Another key aspect of sulforaphane as a health promoter in the diet is its ability to stimulate the production of detoxifying enzymes. Research at the UK College of London in 2010 showed that it activated a heart-protecting protein known as Nrf2 which naturally becomes inactive in blood vessels when they exhibit plaque build-up. This can lead to the prevention of heart disease. Additional research at the US University of California at Los Angeles has shown that sulforaphane promotes immune system function in dendritic cells, which process antigens to protect the body from infection, by preventing the reproduction of bacteria and viruses.


Both natural forms of the compound or sulforaphane extract that is made into a sulforaphane supplement have been shown in laboratory testing to have a wide variety of health benefits. The antioxidant value of sulforaphane has been shown to lower blood pressure and cholesterol levels if only 3.5 ounces (100 grams) of broccoli are consumed per week. Sulforaphane cancer research has also shown that the chemical prevents the production of benzo-a-pyrene which can lead to stomach tumor growth. It is also able to act as an inhibitor for a particularly robust type of antibiotic resistant bacteria known as Heliobacter pylori.

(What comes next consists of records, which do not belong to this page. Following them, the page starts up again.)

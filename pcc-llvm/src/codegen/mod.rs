//! Code generation orchestration
//!
//! Lowers a typed [`Program`] into a [`Module`]: one `main` function for the
//! top-level statements, one function per subroutine, the runtime shim
//! declarations and the format-string globals.

pub mod lowering;
pub mod runtime;

use thiserror::Error;

use crate::ir::builder::ModuleBuilder;
use crate::ir::Module;
use pcc::parser::ast::Program;

/// Failures while lowering an AST the analyzer already accepted.
#[derive(Debug, Clone, PartialEq, Error)]
pub enum CodegenError {
    #[error("no storage for '{name}' in {scope}")]
    UnresolvedName { name: String, scope: String },

    #[error("'{name}' expects {expected} argument(s) but was called with {found}")]
    ArgumentCount {
        name: String,
        expected: usize,
        found: usize,
    },

    #[error("'{0}' is reserved and cannot name a subroutine")]
    ReservedName(String),

    #[error("subroutine '{0}' is defined more than once")]
    DuplicateFunction(String),

    #[error("invalid operand: {0}")]
    InvalidOperand(String),
}

pub type CodegenResult<T> = Result<T, CodegenError>;

/// Main codegen entry point.
#[derive(Debug, Clone)]
pub struct CodeGenerator {
    /// Identifier written in the module header.
    pub module_name: String,
    /// Recorded as `source_filename`.
    pub source_filename: String,
    /// Recorded as `target triple`.
    pub target_triple: String,
}

impl CodeGenerator {
    /// Create a new code generator.
    pub fn new(module_name: impl Into<String>, target_triple: impl Into<String>) -> Self {
        let module_name = module_name.into();
        Self {
            source_filename: module_name.clone(),
            module_name,
            target_triple: target_triple.into(),
        }
    }

    pub fn with_source_filename(mut self, name: impl Into<String>) -> Self {
        self.source_filename = name.into();
        self
    }

    /// Lower a program. Every call starts from empty memo tables.
    pub fn generate(&self, program: &Program) -> CodegenResult<Module> {
        let mut builder = ModuleBuilder::new(&self.module_name, &self.target_triple);
        builder.set_source_filename(&self.source_filename);
        lowering::Lowering::new(builder).lower_program(program)
    }
}
pub mod ast;
mod expr;

use log::debug;

use crate::errors::{CompileError, CompileResult};
use crate::lexer::token::{Token, TokenKind};
use crate::typechecker::types::Type;
use crate::typechecker::{
    require_numeric, require_resolved, AnalysisContext, FunctionSignature, Scope,
};
use ast::{AssignOp, Assignment, ElseBranch, IfStmt, Param, Program, Stmt, Target};

/// Parse a token stream with a fresh analysis context.
pub fn parse(tokens: Vec<Token>) -> CompileResult<Program> {
    Parser::new(tokens).parse_program()
}

pub struct Parser {
    tokens: Vec<Token>,
    current: usize,
    context: AnalysisContext,
}
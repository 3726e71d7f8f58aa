use crate::typechecker::types::Type;

#[derive(Debug, Clone, PartialEq)]
pub struct Program {
    pub statements: Vec<Stmt>,
}

#[derive(Debug, Clone, PartialEq)]
pub enum Stmt {
    Expr(Expr),
    Assignment(Assignment),
    ArrayDeclaration {
        ty: Type,
        name: String,
        size: Expr,
    },
    Output {
        expr: Expr,
    },
    Input {
        target: Target,
        ty: Type,
    },
    If(IfStmt),
    While {
        condition: Expr,
        body: Vec<Stmt>,
    },
    For {
        init: Assignment,
        bound: Expr,
        body: Vec<Stmt>,
    },
    FunctionDecl {
        name: String,
        params: Vec<Param>,
        body: Vec<Stmt>,
        return_type: Type,
    },
    Return {
        expr: Expr,
    },
}

impl Stmt {
    /// Short name used in log lines.
    pub fn label(&self) -> &'static str {
        match self {
            Stmt::Expr(_) => "expression",
            Stmt::Assignment(_) => "assignment",
            Stmt::ArrayDeclaration { .. } => "array declaration",
            Stmt::Output { .. } => "OUTPUT",
            Stmt::Input { .. } => "INPUT",
            Stmt::If(_) => "IF",
            Stmt::While { .. } => "WHILE",
            Stmt::For { .. } => "FOR",
            Stmt::FunctionDecl { .. } => "SUBROUTINE",
            Stmt::Return { .. } => "RETURN",
        }
    }
}

#[derive(Debug, Clone, Copy, PartialEq, Eq)]
pub enum AssignOp {
    Set,
}

#[derive(Debug, Clone, PartialEq)]
pub struct Assignment {
    pub op: AssignOp,
    pub ty: Type,
    pub target: Target,
    pub value: Expr,
}

/// Left-hand side of an assignment or `INPUT`.
#[derive(Debug, Clone, PartialEq)]
pub enum Target {
    Variable {
        name: String,
        ty: Type,
        length: usize,
    },
    Element {
        name: String,
        ty: Type,
        index: Box<Expr>,
    },
}

impl Target {
    pub fn name(&self) -> &str {
        match self {
            Target::Variable { name, .. } | Target::Element { name, .. } => name,
        }
    }

    pub fn ty(&self) -> Type {
        match self {
            Target::Variable { ty, .. } | Target::Element { ty, .. } => *ty,
        }
    }
}

#[derive(Debug, Clone, PartialEq)]
pub struct IfStmt {
    pub condition: Expr,
    pub then_body: Vec<Stmt>,
    pub else_branch: Option<ElseBranch>,
}

#[derive(Debug, Clone, PartialEq)]
pub enum ElseBranch {
    Block(Vec<Stmt>),
    If(Box<IfStmt>),
}

#[derive(Debug, Clone, PartialEq)]
pub struct Param {
    pub name: String,
    pub ty: Type,
}

#[derive(Debug, Clone, PartialEq)]
pub enum Literal {
    Int(i32),
    Double(f64),
    Str(String),
}

#[derive(Debug, Clone, PartialEq)]
pub enum Expr {
    Constant {
        ty: Type,
        value: Literal,
        length: usize,
    },
    Variable {
        ty: Type,
        name: String,
        length: usize,
    },
    ArrayElement {
        ty: Type,
        name: String,
        index: Box<Expr>,
        length: usize,
    },
    Binary {
        op: BinaryOp,
        lhs: Box<Expr>,
        rhs: Box<Expr>,
        ty: Type,
        length: usize,
    },
    Unary {
        ty: Type,
        op: UnaryOp,
        operand: Box<Expr>,
        length: usize,
    },
    Call {
        name: String,
        args: Vec<Expr>,
        return_type: Type,
    },
}

impl Expr {
    pub fn ty(&self) -> Type {
        match self {
            Expr::Constant { ty, .. }
            | Expr::Variable { ty, .. }
            | Expr::ArrayElement { ty, .. }
            | Expr::Binary { ty, .. }
            | Expr::Unary { ty, .. } => *ty,
            Expr::Call { return_type, .. } => *return_type,
        }
    }

    /// Byte length including the terminator for strings, 0 otherwise.
    pub fn length(&self) -> usize {
        match self {
            Expr::Constant { length, .. }
            | Expr::Variable { length, .. }
            | Expr::ArrayElement { length, .. }
            | Expr::Binary { length, .. }
            | Expr::Unary { length, .. } => *length,
            Expr::Call { .. } => 0,
        }
    }

    pub fn is_comparison(&self) -> bool {
        matches!(self, Expr::Binary { op, .. } if op.is_comparison())
    }
}

#[derive(Debug, Clone, Copy, PartialEq, Eq)]
pub enum UnaryOp {
    Negate,
}

#[derive(Debug, Clone, Copy, PartialEq, Eq)]
pub enum BinaryOp {
    Add,
    Subtract,
    Multiply,
    Divide,
    Modulo,
    Equal,
    NotEqual,
    Less,
    LessEqual,
    Greater,
    GreaterEqual,
}

impl BinaryOp {
    pub fn is_comparison(self) -> bool {
        matches!(
            self,
            BinaryOp::Equal
                | BinaryOp::NotEqual
                | BinaryOp::Less
                | BinaryOp::LessEqual
                | BinaryOp::Greater
                | BinaryOp::GreaterEqual
        )
    }

    pub fn symbol(self) -> &'static str {
        match self {
            BinaryOp::Add => "+",
            BinaryOp::Subtract => "-",
            BinaryOp::Multiply => "*",
            BinaryOp::Divide => "/",
            BinaryOp::Modulo => "%",
            BinaryOp::Equal => "==",
            BinaryOp::NotEqual => "!=",
            BinaryOp::Less => "<",
            BinaryOp::LessEqual => "<=",
            BinaryOp::Greater => ">",
            BinaryOp::GreaterEqual => ">=",
        }
    }
}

Broccoli sprouts are known to have the highest concentration of sulforaphane, but it can also be found in many other plants in the cruciferous family such as kale, radishes, and turnips. If broccoli sprouts are harvested before the plant is allowed to mature, the concentration of sulforaphane is 30 to 50 times higher than in the mature plants. To reduce cancer risk in humans to half of the statistical average, this would require consuming an ounce of broccoli sprouts per week (28 grams) as opposed to an equivalent two pounds (907 grams) of mature broccoli.

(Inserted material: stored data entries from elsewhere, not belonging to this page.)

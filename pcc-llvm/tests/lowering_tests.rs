//! Shape of the IR produced for each construct.

use pcc_llvm::codegen::CodegenError;
use pcc_llvm::ir::{CastOp, Function, Instruction, IntPredicate, Module, Terminator, Type, Value};
use pcc_llvm::{CompileError, Compiler};

const TRIPLE: &str = "x86_64-unknown-linux-gnu";

fn compile(source: &str) -> Module {
    let _ = env_logger::builder().is_test(true).try_init();
    Compiler::new()
        .with_target(TRIPLE)
        .compile_source(source)
        .expect("source should compile")
}

fn main_of(module: &Module) -> &Function {
    module.function("main").expect("main function")
}

fn calls_to<'a>(func: &'a Function, callee: &'a str) -> impl Iterator<Item = &'a Instruction> + 'a {
    func.instructions()
        .filter(move |inst| matches!(inst, Instruction::Call { callee: name, .. } if name == callee))
}

fn allocas(func: &Function) -> usize {
    func.instructions()
        .filter(|inst| matches!(inst, Instruction::Alloca { .. }))
        .count()
}

fn labels_with_prefix(func: &Function, prefix: &str) -> usize {
    func.blocks
        .iter()
        .filter(|block| block.label.starts_with(prefix))
        .count()
}

/// The `i32` constant that was sign-extended into `value`, if any.
fn extended_constant(func: &Function, value: &Value) -> Option<i64> {
    let Value::Local { name, .. } = value else {
        return None;
    };
    func.instructions().find_map(|inst| match inst {
        Instruction::Cast {
            dest,
            op: CastOp::SExt,
            value: Value::Int { value, .. },
            ..
        } if dest == name => Some(*value),
        _ => None,
    })
}

fn call_args<'a>(inst: &'a Instruction) -> &'a [Value] {
    match inst {
        Instruction::Call { args, .. } => args,
        other => panic!("expected call, got {:?}", other),
    }
}

#[test]
fn numeric_reassignment_allocates_once() {
    let module = compile("x = 1\nx = 2\nx = x + 3");
    let main = main_of(&module);
    assert_eq!(allocas(main), 1);
    let stores = main
        .instructions()
        .filter(|inst| matches!(inst, Instruction::Store { .. }))
        .count();
    assert_eq!(stores, 3);
}

#[test]
fn string_reassignment_with_same_length_allocates_once() {
    let module = compile("s = \"ab\"\ns = \"cd\"");
    let main = main_of(&module);
    assert_eq!(allocas(main), 1);
    assert_eq!(calls_to(main, "malloc").count(), 1);
    assert_eq!(calls_to(main, "realloc").count(), 0);
    assert_eq!(calls_to(main, "memcpy").count(), 2);
}

#[test]
fn string_length_change_resizes_in_place() {
    let module = compile("s = \"ab\"\ns = \"abcd\"");
    let main = main_of(&module);
    assert_eq!(allocas(main), 1);
    assert_eq!(calls_to(main, "malloc").count(), 1);

    let realloc = calls_to(main, "realloc").next().expect("realloc call");
    assert_eq!(extended_constant(main, &call_args(realloc)[1]), Some(5));
}

#[test]
fn string_slot_starts_null_in_entry_block() {
    let module = compile("s = \"ab\"");
    let entry = &main_of(&module).blocks[0];
    assert!(matches!(
        &entry.instructions[1],
        Instruction::Store {
            value: Value::Null(_),
            ..
        }
    ));
}

#[test]
fn branch_disagreement_forces_resize() {
    let source = "\
s = \"ab\"
IF 1 THEN
s = \"abcd\"
ENDIF
s = \"wxyz\"";
    let module = compile(source);
    assert_eq!(calls_to(main_of(&module), "realloc").count(), 2);
}

#[test]
fn while_body_runs_before_condition() {
    let module = compile("WHILE 0 DO\nOUTPUT 1\nENDWHILE");
    let main = main_of(&module);

    assert_eq!(
        main.blocks[0].terminator,
        Terminator::Branch {
            target: "while.body".to_string()
        }
    );

    let body = main.block("while.body").expect("loop body");
    assert_eq!(
        body.instructions
            .iter()
            .filter(|inst| matches!(inst, Instruction::Call { callee, .. } if callee == "printf"))
            .count(),
        2
    );
    match &body.terminator {
        Terminator::CondBranch {
            then_block,
            else_block,
            ..
        } => {
            assert_eq!(then_block, "while.body");
            assert_eq!(else_block, "while.exit");
        }
        other => panic!("expected conditional back edge, got {:?}", other),
    }
    assert!(body.instructions.iter().any(|inst| matches!(
        inst,
        Instruction::ICmp {
            pred: IntPredicate::Ne,
            lhs: Value::Int { value: 0, .. },
            ..
        }
    )));
}

#[test]
fn double_array_is_sized_in_elements() {
    let module = compile("DOUBLE a[5]\na[1] = 2.5\nOUTPUT a[1]");
    let main = main_of(&module);

    let malloc = calls_to(main, "malloc").next().expect("malloc call");
    // Five elements, not forty bytes.
    assert_eq!(extended_constant(main, &call_args(malloc)[0]), Some(5));

    assert!(main.instructions().any(|inst| matches!(
        inst,
        Instruction::Cast {
            op: CastOp::Bitcast,
            to,
            ..
        } if *to == Type::pointer_to(Type::Double)
    )));
    assert_eq!(allocas(main), 1);
}

#[test]
fn else_if_chain_shares_one_join_block() {
    let source = "\
x = 2
IF x == 1 THEN
OUTPUT 10
ELSE IF x == 2 THEN
OUTPUT 20
ELSE IF x == 3 THEN
OUTPUT 30
ELSE
OUTPUT 40
ENDIF
OUTPUT 0";
    let module = compile(source);
    let main = main_of(&module);
    assert_eq!(labels_with_prefix(main, "if.end"), 1);
    assert_eq!(labels_with_prefix(main, "if.then"), 3);
    assert_eq!(labels_with_prefix(main, "if.else"), 3);

    let join = main.block("if.end").expect("join block");
    assert!(matches!(join.terminator, Terminator::Return(Some(_))));
    let branches_to_join = main
        .blocks
        .iter()
        .filter(|block| {
            matches!(&block.terminator, Terminator::Branch { target } if target == "if.end")
        })
        .count();
    assert_eq!(branches_to_join, 4);
}

#[test]
fn nested_if_gets_its_own_join() {
    let source = "\
IF 1 THEN
IF 2 THEN
OUTPUT 1
ENDIF
ENDIF";
    let module = compile(source);
    assert_eq!(labels_with_prefix(main_of(&module), "if.end"), 2);
}

#[test]
fn for_loop_steps_and_tests_at_bottom() {
    let module = compile("FOR i = 1 TO 3\nOUTPUT i\nNEXT i");
    let main = main_of(&module);
    let body = main.block("for.body").expect("loop body");

    assert!(body
        .instructions
        .iter()
        .any(|inst| matches!(inst, Instruction::ICmp { pred: IntPredicate::Sle, .. })));
    assert!(body.instructions.iter().any(|inst| matches!(
        inst,
        Instruction::Binary {
            rhs: Value::Int { value: 1, .. },
            ..
        }
    )));
    assert!(main.block("for.exit").is_some());
    assert_eq!(allocas(main), 1);
}

#[test]
fn mixed_arithmetic_widens_integer_side() {
    let module = compile("y = 1 + 2.5");
    let main = main_of(&module);
    let insts: Vec<_> = main.instructions().collect();
    let widen = insts
        .iter()
        .position(|inst| matches!(inst, Instruction::Cast { op: CastOp::SiToFp, .. }))
        .expect("sitofp");
    let add = insts
        .iter()
        .position(|inst| matches!(inst, Instruction::Binary { .. }))
        .expect("fadd");
    assert!(widen < add);
}

#[test]
fn comparison_value_is_widened() {
    let module = compile("b = 1 < 2\nOUTPUT b");
    let main = main_of(&module);
    assert!(main.instructions().any(|inst| matches!(
        inst,
        Instruction::Cast {
            op: CastOp::ZExt,
            to: Type::I32,
            ..
        }
    )));
}

#[test]
fn concatenation_copies_both_halves() {
    let module = compile("s = \"ab\" + \"cde\"");
    let main = main_of(&module);

    let mallocs: Vec<_> = calls_to(main, "malloc").collect();
    assert_eq!(extended_constant(main, &call_args(mallocs[0])[0]), Some(6));

    let copies: Vec<_> = calls_to(main, "memcpy")
        .map(|inst| extended_constant(main, &call_args(inst)[2]))
        .collect();
    assert_eq!(copies, vec![Some(2), Some(4), Some(6)]);

    assert!(main.instructions().any(|inst| matches!(
        inst,
        Instruction::GetElementPtr { indices, inbounds: false, .. }
            if indices == &vec![Value::i32(2)]
    )));
}

#[test]
fn equal_string_literals_share_a_global() {
    let module = compile("OUTPUT \"hi\"\nOUTPUT \"hi\"\nOUTPUT \"%d\"");
    let literals: Vec<_> = module
        .globals
        .iter()
        .filter(|global| global.name.starts_with(".str"))
        .collect();
    assert_eq!(literals.len(), 1);
    assert_eq!(literals[0].bytes, b"hi\0");
    assert_eq!(module.globals.len(), 5);
}

#[test]
fn output_uses_matching_format() {
    let module = compile("OUTPUT 2.5");
    let text = module.to_string();
    assert!(text.contains("getelementptr inbounds [4 x i8], [4 x i8]* @fmt_double, i32 0, i32 0"));
    assert!(text.contains("call i32 (i8*, ...) @printf(i8* %t0, double 0x4004000000000000)"));
}

#[test]
fn input_reads_into_slot() {
    let module = compile("n = 0\nINPUT n");
    let main = main_of(&module);
    let scanf = calls_to(main, "scanf").next().expect("scanf call");
    assert_eq!(
        call_args(scanf)[1],
        Value::Local {
            name: "n.slot".to_string(),
            ty: Type::pointer_to(Type::I32),
        }
    );
}

#[test]
fn first_assignment_in_branch_is_still_hoisted() {
    let module = compile("IF 1 THEN\nx = 5\nENDIF");
    let main = main_of(&module);
    assert!(matches!(
        &main.blocks[0].instructions[0],
        Instruction::Alloca { dest, .. } if dest == "x.slot"
    ));
}

#[test]
fn retyping_binds_a_fresh_slot() {
    let module = compile("x = 1\nx = 2.5");
    let main = main_of(&module);
    assert_eq!(allocas(main), 2);
    assert!(main.instructions().any(|inst| matches!(
        inst,
        Instruction::Alloca { dest, ty: Type::Double } if dest == "x.slot.1"
    )));
}

#[test]
fn subroutine_becomes_function() {
    let source = "\
DOUBLE SUBROUTINE scale(INT n, DOUBLE f)
RETURN n * f
ENDSUBROUTINE
OUTPUT scale(2, 1.5)";
    let module = compile(source);

    let scale = module.function("scale").expect("subroutine function");
    assert_eq!(scale.return_type, Type::Double);
    let params: Vec<_> = scale.params.iter().map(|p| p.name.as_str()).collect();
    assert_eq!(params, vec!["n.arg", "f.arg"]);
    assert!(matches!(scale.blocks[0].terminator, Terminator::Return(Some(_))));
    assert_eq!(allocas(scale), 2);

    let main = main_of(&module);
    assert_eq!(calls_to(main, "scale").count(), 1);
    assert_eq!(module.functions.last().map(|f| f.name.as_str()), Some("main"));
}

#[test]
fn subroutine_without_return_yields_zero() {
    let module = compile("INT SUBROUTINE noop()\nx = 1\nENDSUBROUTINE");
    let noop = module.function("noop").expect("subroutine");
    assert_eq!(
        noop.blocks.last().map(|b| &b.terminator),
        Some(&Terminator::Return(Some(Value::i32(0))))
    );
}

#[test]
fn recursion_is_lowered() {
    let source = "\
INT SUBROUTINE fact(INT n)
IF n <= 1 THEN
RETURN 1
ENDIF
RETURN n * fact(n - 1)
ENDSUBROUTINE
OUTPUT fact(5)";
    let module = compile(source);
    let fact = module.function("fact").expect("fact");
    assert_eq!(calls_to(fact, "fact").count(), 1);
}

#[test]
fn main_always_returns_zero() {
    let module = compile("x = 1");
    let main = main_of(&module);
    assert_eq!(
        main.blocks.last().map(|b| &b.terminator),
        Some(&Terminator::Return(Some(Value::i32(0))))
    );
}

#[test]
fn wrong_argument_count_is_rejected() {
    let source = "\
INT SUBROUTINE twice(INT a)
RETURN a * 2
ENDSUBROUTINE
OUTPUT twice(1, 2)";
    let err = Compiler::new().compile_source(source).expect_err("should fail");
    assert!(matches!(
        err,
        CompileError::Codegen(CodegenError::ArgumentCount {
            expected: 1,
            found: 2,
            ..
        })
    ));
}

#[test]
fn shim_names_are_reserved() {
    let err = Compiler::new()
        .compile_source("INT SUBROUTINE malloc(INT n)\nRETURN n\nENDSUBROUTINE")
        .expect_err("should fail");
    assert!(matches!(
        err,
        CompileError::Codegen(CodegenError::ReservedName(ref name)) if name == "malloc"
    ));
}

#[test]
fn format_global_names_are_reserved() {
    let source = "\
INT SUBROUTINE fmt_int()
RETURN 1
ENDSUBROUTINE
OUTPUT fmt_int()";
    let err = Compiler::new().compile_source(source).expect_err("should fail");
    assert!(matches!(
        err,
        CompileError::Codegen(CodegenError::ReservedName(ref name)) if name == "fmt_int"
    ));
}

#[test]
fn redefinition_is_rejected() {
    let source = "\
INT SUBROUTINE f()
RETURN 1
ENDSUBROUTINE
INT SUBROUTINE f()
RETURN 2
ENDSUBROUTINE";
    let err = Compiler::new().compile_source(source).expect_err("should fail");
    assert!(matches!(
        err,
        CompileError::Codegen(CodegenError::DuplicateFunction(_))
    ));
}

Among the other beneficial effects of sulforaphane content in the diet include evidence that it can be used to prevent and treat arthritis, and to protect against respiratory ailments such as asthma, rhinitis, and lung disease. Drinking broccoli juice itself has also been shown to stimulate skin production of an enzyme called glutathione S-transferase, which neutralizes compounds that damage DNA while undergoing exposure to ultraviolet light from sunshine. Since the compound has beneficial effects against the most common health threats to the human population, including cancer and heart disease, it remains a subject of concentrated and repeated study by medical science.